Transcribe exactly the lines that fall between the one holding "pub fn with_metavar(mut" and the one holding "Add a constraint.", inclusive, from the entries below.

Source information Block Start

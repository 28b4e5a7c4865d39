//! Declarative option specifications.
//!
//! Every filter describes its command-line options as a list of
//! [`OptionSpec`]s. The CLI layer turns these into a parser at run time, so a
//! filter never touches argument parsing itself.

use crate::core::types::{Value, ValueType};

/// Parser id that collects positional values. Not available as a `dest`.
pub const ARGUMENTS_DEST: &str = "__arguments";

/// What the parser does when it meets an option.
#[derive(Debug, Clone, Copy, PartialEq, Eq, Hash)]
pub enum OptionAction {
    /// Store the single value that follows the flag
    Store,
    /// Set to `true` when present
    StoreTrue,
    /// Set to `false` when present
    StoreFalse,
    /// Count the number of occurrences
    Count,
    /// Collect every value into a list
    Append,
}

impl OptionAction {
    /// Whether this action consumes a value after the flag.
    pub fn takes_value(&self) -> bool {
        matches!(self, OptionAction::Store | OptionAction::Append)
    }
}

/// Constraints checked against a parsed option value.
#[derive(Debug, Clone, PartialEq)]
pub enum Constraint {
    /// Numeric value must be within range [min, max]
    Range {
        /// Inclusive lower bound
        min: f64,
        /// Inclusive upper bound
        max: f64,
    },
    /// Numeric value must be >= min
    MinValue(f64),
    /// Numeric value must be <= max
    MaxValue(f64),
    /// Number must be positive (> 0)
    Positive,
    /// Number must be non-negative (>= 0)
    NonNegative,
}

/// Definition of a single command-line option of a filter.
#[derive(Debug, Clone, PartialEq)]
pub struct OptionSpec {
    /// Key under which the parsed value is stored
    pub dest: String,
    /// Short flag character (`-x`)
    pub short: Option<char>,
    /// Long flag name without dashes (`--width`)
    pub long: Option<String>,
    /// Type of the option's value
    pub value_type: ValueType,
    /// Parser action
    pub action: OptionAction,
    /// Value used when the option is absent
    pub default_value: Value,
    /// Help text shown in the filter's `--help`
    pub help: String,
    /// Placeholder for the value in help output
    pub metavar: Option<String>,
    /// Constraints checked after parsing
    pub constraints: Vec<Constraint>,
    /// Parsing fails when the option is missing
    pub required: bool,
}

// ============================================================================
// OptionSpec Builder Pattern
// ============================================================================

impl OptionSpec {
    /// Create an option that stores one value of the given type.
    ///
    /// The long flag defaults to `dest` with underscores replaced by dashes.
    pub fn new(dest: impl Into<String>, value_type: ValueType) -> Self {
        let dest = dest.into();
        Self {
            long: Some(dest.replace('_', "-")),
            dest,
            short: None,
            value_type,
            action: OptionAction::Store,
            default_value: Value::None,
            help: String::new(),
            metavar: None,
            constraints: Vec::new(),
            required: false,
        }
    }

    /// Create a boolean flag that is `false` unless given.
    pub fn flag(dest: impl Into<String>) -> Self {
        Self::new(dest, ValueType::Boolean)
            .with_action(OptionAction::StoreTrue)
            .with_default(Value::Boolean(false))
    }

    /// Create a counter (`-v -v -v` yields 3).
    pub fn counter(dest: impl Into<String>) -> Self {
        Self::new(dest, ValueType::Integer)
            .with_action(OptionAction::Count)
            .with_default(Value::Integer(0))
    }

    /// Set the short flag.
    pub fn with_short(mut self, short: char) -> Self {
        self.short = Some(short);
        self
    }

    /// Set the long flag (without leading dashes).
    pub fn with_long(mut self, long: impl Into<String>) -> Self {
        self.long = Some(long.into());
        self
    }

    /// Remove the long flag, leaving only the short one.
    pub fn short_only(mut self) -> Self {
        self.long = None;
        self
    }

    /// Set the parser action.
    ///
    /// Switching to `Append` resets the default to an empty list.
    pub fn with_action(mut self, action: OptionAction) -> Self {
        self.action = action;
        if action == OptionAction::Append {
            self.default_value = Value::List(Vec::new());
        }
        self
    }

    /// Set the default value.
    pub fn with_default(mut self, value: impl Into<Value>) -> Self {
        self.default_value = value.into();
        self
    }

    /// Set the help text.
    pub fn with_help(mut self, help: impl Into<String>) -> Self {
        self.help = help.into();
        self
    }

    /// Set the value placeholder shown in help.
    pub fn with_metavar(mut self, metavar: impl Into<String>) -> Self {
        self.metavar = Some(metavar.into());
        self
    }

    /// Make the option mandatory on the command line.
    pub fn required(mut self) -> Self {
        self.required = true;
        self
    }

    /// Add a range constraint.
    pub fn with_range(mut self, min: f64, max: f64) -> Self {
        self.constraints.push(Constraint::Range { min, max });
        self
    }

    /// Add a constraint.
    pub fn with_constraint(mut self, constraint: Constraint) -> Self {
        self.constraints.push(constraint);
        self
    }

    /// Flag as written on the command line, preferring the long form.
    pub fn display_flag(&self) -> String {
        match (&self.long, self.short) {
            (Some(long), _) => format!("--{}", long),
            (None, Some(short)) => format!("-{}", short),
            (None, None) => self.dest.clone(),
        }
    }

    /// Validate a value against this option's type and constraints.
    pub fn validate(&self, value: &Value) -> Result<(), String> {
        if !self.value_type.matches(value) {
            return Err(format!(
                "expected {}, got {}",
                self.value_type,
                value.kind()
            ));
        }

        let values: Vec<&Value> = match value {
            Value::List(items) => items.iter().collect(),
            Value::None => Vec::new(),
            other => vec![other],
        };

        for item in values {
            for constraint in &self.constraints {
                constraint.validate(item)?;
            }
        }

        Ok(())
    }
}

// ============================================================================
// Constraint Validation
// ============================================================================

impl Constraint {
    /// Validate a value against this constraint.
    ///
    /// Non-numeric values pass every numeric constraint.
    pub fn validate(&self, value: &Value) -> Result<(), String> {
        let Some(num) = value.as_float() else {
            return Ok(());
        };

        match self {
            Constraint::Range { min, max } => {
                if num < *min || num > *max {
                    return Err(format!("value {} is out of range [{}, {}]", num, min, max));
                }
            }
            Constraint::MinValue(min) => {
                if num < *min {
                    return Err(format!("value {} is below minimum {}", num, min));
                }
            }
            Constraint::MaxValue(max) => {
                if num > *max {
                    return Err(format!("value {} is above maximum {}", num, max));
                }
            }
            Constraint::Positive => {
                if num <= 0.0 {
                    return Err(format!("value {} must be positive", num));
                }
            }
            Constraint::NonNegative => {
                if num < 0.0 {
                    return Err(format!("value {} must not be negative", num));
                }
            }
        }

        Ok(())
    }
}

Source information Block End

### Response for this exercise:
    pub fn with_metavar(mut self, metavar: impl Into<String>) -> Self {
        self.metavar = Some(metavar.into());
        self
    }

    /// Make the option mandatory on the command line.
    pub fn required(mut self) -> Self {
        self.required = true;
        self
    }

    /// Add a range constraint.
    pub fn with_range(mut self, min: f64, max: f64) -> Self {
        self.constraints.push(Constraint::Range { min, max });
        self
    }

    /// Add a constraint.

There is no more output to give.